Beyond that, as we have already discussed, telling the difference between a document which merely advances an argument and one which incites may be beyond what is currently possible via AI. My favourite example of linguistic ambiguity is “I could murder an Indian” which might mean no more than one person is inviting another to a meal in an Indian restaurant. In terms of photos, how does one tell the difference between the depiction of a murderous terrorist act and a clip from a movie or computer game?  AI can readily identify a swasitka in an image - but is the photo historic and of Germany in the 1930s and during World War II,  or a still from a more modern war movie, or is it on a website devoted to neo-Nazi anti-semitism?    How do you reliably distinguish a 16-year-old from an 18-year-old, and for all ethnicities?  How does an AI system distinguish the artistic from the exploitative or when in a sexual situation there is an absence of consent?  What exactly is "fake news" and where are the generally-accepted guidelines to recognise it?
The role of AI techniques therefore is less that they can make fully automated decisions of their own and more that they can provide alerts for which human monitors will make a final arbitration. Even here there is a problem because as with most alert systems it is usually possible to set a threshold before something is brought to attention. A balance has to be struck between too many false positives – alerts which identify harmless events – and false negatives - failures to identify harmful activity.

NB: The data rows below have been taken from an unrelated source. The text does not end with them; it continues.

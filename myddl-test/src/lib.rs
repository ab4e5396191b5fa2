use myddl::{
    schema::{Column, ForeignKey, Index, PrimaryKey, UniqueKey},
    Database, Table,
};

pub fn init() {
    env_logger::try_init().ok();
}

/// `id` serial primary key, `name` unique, `email` + `address` indexed
pub fn user_table() -> Table {
    let mut id = Column::integer("id", "int").unwrap();
    id.set_unsigned(true).unwrap().set_auto_increment(true).unwrap();

    let mut name = Column::varchar("name", 20).unwrap();
    name.set_default("NONAME").unwrap();

    let mut email = Column::varchar("email", 100).unwrap();
    email.set_nullable(true).unwrap();

    let mut created = Column::timestamp("created").unwrap();
    created.set_default_current(true).unwrap();

    let mut table = Table::new("user").unwrap();
    table
        .add_column(id)
        .unwrap()
        .add_column(name)
        .unwrap()
        .add_column(email)
        .unwrap()
        .add_column(Column::varchar("address", 100).unwrap())
        .unwrap()
        .add_column(created)
        .unwrap()
        .set_primary_key(PrimaryKey::new(["id"]).unwrap())
        .unwrap()
        .add_unique_key(UniqueKey::new("uk_name", ["name"]).unwrap())
        .unwrap()
        .add_index(Index::new("idx_email_address", ["email", "address"]).unwrap())
        .unwrap();

    table
}

/// Posts referencing `user.id`
pub fn post_table() -> Table {
    let mut id = Column::integer("id", "bigint").unwrap();
    id.set_unsigned(true).unwrap().set_auto_increment(true).unwrap();

    let mut author_id = Column::integer("author_id", "int").unwrap();
    author_id.set_unsigned(true).unwrap();

    let mut table = Table::new("post").unwrap();
    table
        .add_column(id)
        .unwrap()
        .add_column(author_id)
        .unwrap()
        .add_column(Column::varchar("title", 200).unwrap())
        .unwrap()
        .add_column(Column::text("body", "mediumtext").unwrap())
        .unwrap()
        .set_primary_key(PrimaryKey::new(["id"]).unwrap())
        .unwrap()
        .add_foreign_key(
            ForeignKey::new(
                "fk_post_author",
                ["author_id"],
                "user",
                Some(["id"]),
                Some("cascade"),
                Some("no action"),
            )
            .unwrap(),
        )
        .unwrap();

    table
}

/// Database `app` holding `user` then `post`
pub fn run_test<F>(f: F)
where
    F: FnOnce(Database),
{
    init();

    let mut db = Database::new("app").unwrap();
    db.add_table(user_table())
        .unwrap()
        .add_table(post_table())
        .unwrap();

    f(db);
}
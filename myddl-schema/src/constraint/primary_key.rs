use myddl_error::{Error, Result};

use crate::{
    naming::{collect_names, find_duplicate, quote_list},
    Ddl, Key,
};

/// The unnamed primary key of a table
#[derive(Debug, Clone, PartialEq, Eq)]
pub struct PrimaryKey {
    columns: Vec<String>,
}

impl PrimaryKey {
    /// # Examples
    ///
    /// ```
    /// use myddl_schema::{Ddl, Key, PrimaryKey};
    ///
    /// let pk = PrimaryKey::new(["a", "b"]).unwrap();
    ///
    /// assert!(pk.is_composite());
    /// assert_eq!(pk.build_create(), "PRIMARY KEY (`a`, `b`)");
    /// assert_eq!(pk.build_add(), "ADD PRIMARY KEY (`a`, `b`)");
    /// assert_eq!(pk.build_drop(), "DROP PRIMARY KEY");
    /// ```
    pub fn new<T, S>(columns: T) -> Result<Self>
    where
        T: IntoIterator<Item = S>,
        S: ToString,
    {
        let pk = Self {
            columns: collect_names(columns),
        };
        pk.validate()?;

        Ok(pk)
    }

    pub fn is_composite(&self) -> bool {
        self.columns.len() > 1
    }

    fn validate(&self) -> Result<()> {
        if self.columns.is_empty() {
            return Err(Error::NoColumn("PRIMARY KEY".into()));
        }

        if let Some(column) = find_duplicate(&self.columns) {
            return Err(Error::DuplicateColumn {
                constraint: "PRIMARY KEY".into(),
                column: column.clone(),
            });
        }

        Ok(())
    }
}

impl Ddl for PrimaryKey {
    fn build_create(&self) -> String {
        format!("PRIMARY KEY {}", quote_list(&self.columns))
    }

    fn build_drop(&self) -> String {
        "DROP PRIMARY KEY".into()
    }
}

impl Key for PrimaryKey {
    fn name(&self) -> &str {
        ""
    }

    fn columns(&self) -> &[String] {
        &self.columns
    }

    fn build_add(&self) -> String {
        format!("ADD {}", self.build_create())
    }
}

#[cfg(test)]
mod test {
    use super::*;

    #[test]
    fn test_validate() {
        assert_eq!(
            PrimaryKey::new(Vec::<String>::new()).unwrap_err(),
            Error::NoColumn("PRIMARY KEY".into())
        );
        assert_eq!(
            PrimaryKey::new(["a", "b", "a"]).unwrap_err(),
            Error::DuplicateColumn {
                constraint: "PRIMARY KEY".into(),
                column: "a".into()
            }
        );

        let pk = PrimaryKey::new(["id"]).unwrap();
        assert!(!pk.is_composite());
        assert_eq!(pk.name(), "");
        assert_eq!(pk.columns(), ["id"]);
    }
}
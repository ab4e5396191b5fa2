use myddl_error::Result;

use crate::{
    naming::{quote_ident, quote_list},
    Ddl, Key,
};

use super::validate_named;

#[derive(Debug, Clone, PartialEq, Eq)]
pub struct UniqueKey {
    name: String,
    columns: Vec<String>,
}

impl UniqueKey {
    /// # Examples
    ///
    /// ```
    /// use myddl_schema::{Ddl, Key, UniqueKey};
    ///
    /// let uk = UniqueKey::new("uk_email", ["email"]).unwrap();
    ///
    /// assert_eq!(uk.build_create(), "UNIQUE KEY `uk_email` (`email`)");
    /// assert_eq!(uk.build_add(), "ADD CONSTRAINT `uk_email` UNIQUE (`email`)");
    /// assert_eq!(uk.build_drop(), "DROP INDEX `uk_email`");
    /// ```
    pub fn new<T, S>(name: &str, columns: T) -> Result<Self>
    where
        T: IntoIterator<Item = S>,
        S: ToString,
    {
        let columns = validate_named(name, columns)?;

        Ok(Self {
            name: name.into(),
            columns,
        })
    }
}

impl Ddl for UniqueKey {
    fn build_create(&self) -> String {
        format!(
            "UNIQUE KEY {} {}",
            quote_ident(&self.name),
            quote_list(&self.columns)
        )
    }

    /// MySQL drops unique keys as indexes
    fn build_drop(&self) -> String {
        format!("DROP INDEX {}", quote_ident(&self.name))
    }
}

impl Key for UniqueKey {
    fn name(&self) -> &str {
        &self.name
    }

    fn columns(&self) -> &[String] {
        &self.columns
    }

    fn build_add(&self) -> String {
        format!(
            "ADD CONSTRAINT {} UNIQUE {}",
            quote_ident(&self.name),
            quote_list(&self.columns)
        )
    }
}
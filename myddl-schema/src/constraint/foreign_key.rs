use myddl_error::{Error, Result};

use crate::{
    naming::{collect_names, find_duplicate, quote_ident, quote_list, validate_name},
    Ddl, Key,
};

use super::{validate_named, ReferentialAction};

#[derive(Debug, Clone, PartialEq, Eq)]
pub struct ForeignKey {
    name: String,
    columns: Vec<String>,
    parent_table: String,
    parent_columns: Vec<String>,
    update_rule: ReferentialAction,
    delete_rule: ReferentialAction,
}

impl ForeignKey {
    /// Parent columns default to `columns`, rules default to `RESTRICT`.
    ///
    /// Checked in order: name, child columns, parent columns, column counts,
    /// update rule, delete rule, parent table name.
    ///
    /// # Examples
    ///
    /// ```
    /// use myddl_schema::{Ddl, ForeignKey, Key};
    ///
    /// let fk = ForeignKey::new(
    ///     "fk_author",
    ///     ["author_id"],
    ///     "user",
    ///     Some(["id"]),
    ///     Some("cascade"),
    ///     Some("NO ACTION"),
    /// )
    /// .unwrap();
    ///
    /// assert_eq!(
    ///     fk.build_create(),
    ///     "CONSTRAINT `fk_author` FOREIGN KEY (`author_id`) REFERENCES `user` (`id`) ON UPDATE CASCADE ON DELETE RESTRICT"
    /// );
    /// assert_eq!(fk.build_drop(), "DROP FOREIGN KEY `fk_author`");
    /// ```
    pub fn new<C, P, S, T>(
        name: &str,
        columns: C,
        parent_table: &str,
        parent_columns: Option<P>,
        update_rule: Option<&str>,
        delete_rule: Option<&str>,
    ) -> Result<Self>
    where
        C: IntoIterator<Item = S>,
        S: ToString,
        P: IntoIterator<Item = T>,
        T: ToString,
    {
        let columns = validate_named(name, columns)?;

        let parent_columns = match parent_columns {
            Some(list) => collect_names(list),
            None => columns.clone(),
        };
        if let Some(column) = find_duplicate(&parent_columns) {
            return Err(Error::DuplicateParentColumn {
                constraint: name.into(),
                column: column.clone(),
            });
        }

        let (child, parent) = (columns.len(), parent_columns.len());
        if child > parent {
            return Err(Error::MoreChildColumns {
                constraint: name.into(),
                child,
                parent,
            });
        }
        if parent > child {
            return Err(Error::MoreParentColumns {
                constraint: name.into(),
                child,
                parent,
            });
        }

        let update_rule = parse_rule(update_rule)?;
        let delete_rule = parse_rule(delete_rule)?;
        validate_name("table", parent_table)?;

        Ok(Self {
            name: name.into(),
            columns,
            parent_table: parent_table.into(),
            parent_columns,
            update_rule,
            delete_rule,
        })
    }

    /// Same parent column names, `RESTRICT` on both rules
    ///
    /// # Examples
    ///
    /// ```
    /// use myddl_schema::{Ddl, ForeignKey};
    ///
    /// let fk = ForeignKey::references("fk1", ["a_id"], "a").unwrap();
    ///
    /// assert_eq!(
    ///     fk.build_create(),
    ///     "CONSTRAINT `fk1` FOREIGN KEY (`a_id`) REFERENCES `a` (`a_id`) ON UPDATE RESTRICT ON DELETE RESTRICT"
    /// );
    /// ```
    pub fn references<C, S>(name: &str, columns: C, parent_table: &str) -> Result<Self>
    where
        C: IntoIterator<Item = S>,
        S: ToString,
    {
        Self::new(name, columns, parent_table, None::<Vec<String>>, None, None)
    }

    pub fn parent_table(&self) -> &str {
        &self.parent_table
    }

    pub fn parent_columns(&self) -> &[String] {
        &self.parent_columns
    }

    pub fn update_rule(&self) -> ReferentialAction {
        self.update_rule
    }

    pub fn delete_rule(&self) -> ReferentialAction {
        self.delete_rule
    }

    pub fn set_update_rule(&mut self, rule: &str) -> Result<&mut Self> {
        self.update_rule = ReferentialAction::parse(rule)?;
        Ok(self)
    }

    pub fn set_delete_rule(&mut self, rule: &str) -> Result<&mut Self> {
        self.delete_rule = ReferentialAction::parse(rule)?;
        Ok(self)
    }

    fn body(&self) -> String {
        format!(
            "CONSTRAINT {} FOREIGN KEY {} REFERENCES {} {} ON UPDATE {} ON DELETE {}",
            quote_ident(&self.name),
            quote_list(&self.columns),
            quote_ident(&self.parent_table),
            quote_list(&self.parent_columns),
            self.update_rule,
            self.delete_rule
        )
    }
}

fn parse_rule(rule: Option<&str>) -> Result<ReferentialAction> {
    match rule {
        Some(rule) => ReferentialAction::parse(rule),
        None => Ok(ReferentialAction::default()),
    }
}

impl Ddl for ForeignKey {
    fn build_create(&self) -> String {
        self.body()
    }

    fn build_drop(&self) -> String {
        format!("DROP FOREIGN KEY {}", quote_ident(&self.name))
    }
}

impl Key for ForeignKey {
    fn name(&self) -> &str {
        &self.name
    }

    fn columns(&self) -> &[String] {
        &self.columns
    }

    fn build_add(&self) -> String {
        format!("ADD {}", self.body())
    }
}

#[cfg(test)]
mod test {
    use super::*;

    fn fk(columns: &[&str], parent: Option<&[&str]>) -> Result<ForeignKey> {
        ForeignKey::new(
            "fk",
            columns.iter().copied(),
            "p",
            parent.map(|p| p.iter().copied()),
            None,
            None,
        )
    }

    #[test]
    fn test_duplicates() {
        for columns in [["a", "a", "b"], ["a", "b", "a"], ["b", "a", "a"]] {
            assert!(matches!(
                fk(&columns, None),
                Err(Error::DuplicateColumn { .. })
            ));
        }
        assert_eq!(
            fk(&["a", "b"], Some(&["x", "x"])).unwrap_err(),
            Error::DuplicateParentColumn {
                constraint: "fk".into(),
                column: "x".into()
            }
        );
        // Child duplicates are reported before parent ones
        assert!(matches!(
            fk(&["a", "a"], Some(&["x", "x"])),
            Err(Error::DuplicateColumn { .. })
        ));
    }

    #[test]
    fn test_cardinality() {
        assert_eq!(
            fk(&["a", "b"], Some(&["x"])).unwrap_err(),
            Error::MoreChildColumns {
                constraint: "fk".into(),
                child: 2,
                parent: 1
            }
        );
        assert_eq!(
            fk(&["a"], Some(&["x", "y"])).unwrap_err(),
            Error::MoreParentColumns {
                constraint: "fk".into(),
                child: 1,
                parent: 2
            }
        );
        assert!(matches!(fk(&[], None), Err(Error::NoColumn(_))));
    }

    #[test]
    fn test_rules() {
        let list = [
            ("CASCADE", ReferentialAction::Cascade),
            ("NO ACTION", ReferentialAction::Restrict),
            ("RESTRICT", ReferentialAction::Restrict),
            ("SET DEFAULT", ReferentialAction::SetDefault),
            ("SET NULL", ReferentialAction::SetNull),
        ];
        for (rule, expected) in list {
            let fk = ForeignKey::new("fk", ["a"], "p", None::<[&str; 0]>, Some(rule), Some(rule))
                .unwrap();
            assert_eq!(fk.update_rule(), expected);
            assert_eq!(fk.delete_rule(), expected);
        }

        assert_eq!(
            ForeignKey::new("fk", ["a"], "p", None::<[&str; 0]>, Some("DELETE"), None)
                .unwrap_err(),
            Error::InvalidRule("DELETE".into())
        );
        assert!(matches!(
            ForeignKey::new("fk", ["a"], "p", None::<[&str; 0]>, None, Some("SET")),
            Err(Error::InvalidRule(_))
        ));
    }

    #[test]
    fn test_set_rule_keeps_old_value() {
        let mut fk = ForeignKey::references("fk", ["a"], "p").unwrap();
        fk.set_delete_rule("set null").unwrap();
        assert!(fk.set_delete_rule("bogus").is_err());
        assert_eq!(fk.delete_rule(), ReferentialAction::SetNull);
        assert_eq!(
            fk.build_add(),
            "ADD CONSTRAINT `fk` FOREIGN KEY (`a`) REFERENCES `p` (`a`) ON UPDATE RESTRICT ON DELETE SET NULL"
        );
    }
}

Issue 5: the role and training of human monitors.
This takes us back to Issue 1. A human monitor has to make judgements based on criteria laid down by the organisation exercising blocking. That human monitor needs clear and consistent instructions and associated with them appropriate training. Among other things the blocking organisation will want to be able to demonstrate consistency in decisions.  As we have seen monitoring for illegality is easier than making judgements about “extremism” and “harm”. But even here the structure of many laws is that it is for a court to determine whether a crime has been committed. Where the test is purely of a factual nature – for example the age of a person in a sexual situation – the decision might be relatively simple. But whether somebody is to be convicted for disseminating terrorist material context may be critical – the academic researcher versus someone against whom there is also evidence of having sent funds to or has begun to accumulate the material necessary to build a bomb. 
As a result the human monitor can probably only block where they are absolutely sure that a court would convict – leaving a number of potential situations in which a court might possibly convict but the monitor decides that there is insufficient reason to block. At the Internet Watch Foundation which operates on a relatively limited remit  confined to illegal sexual material, decisions about marginal photos and files are usually taken by more than one person and may be referred upwards for special review.  
One policy problem in the counter-terrorism domain is that material which by itself is not illegal may nevertheless play a part in the radicalisation of an individual.  A striking recent example was a BBC drama based on events involving child abuse in the northern town of Rochdale which was said to have inspired a man to  murder a Muslim man and attack others in Finsbury Park, London.
Where are we to obtain appropriate human monitors? Facebook and similar organisations have announced that they plan to recruit 10,000 or more such persons. But there is no obvious source – this is not a role which exists in employment exchanges or in the universities. Almost inevitably a monitor will spend most of their day looking at deeply unpleasant and distressing material – even if you can persuade people to assume such a role it is plainly important to establish that they have the intellectual ability and psychological make up to be able to cope and perform.  Current indications are that monitors are recruited in countries that possess a population of graduates but where regular employment for them is very limited and hourly rates are low.  It also looks as though the monitors are not directly employed by the social media sites but by third-party out-sourcing companies such as Accenture.[xii]  If true this could be aimed at limiting the liability of the major social media sites.  Moreover, and again one looks at the experience of the Internet Watch Foundation, employers have a duty of care as damage to the monitor as well as their effectiveness may develop over time. One must also ask what sort of career progression such a monitor can expect.

Observations
Too often those who dislike what they see “on the Internet” spend all their energy in drawing attention to the various harms and neglect to consider in sufficient detail which remedies might have a practical impact. 
As this article has tried to show criteria for blocking have to be clear and unambiguous whether the blocking is carried out by human monitors, computer programs or a combination thereof. There will always be a substantial territory at the margins where there are disputes.
Fully automated computer-mediated blocking is high risk because AI is nowhere near sufficiently sophisticated to achieve results which most people will accept. There is a useful mantra: Blocking is good and censorship is bad.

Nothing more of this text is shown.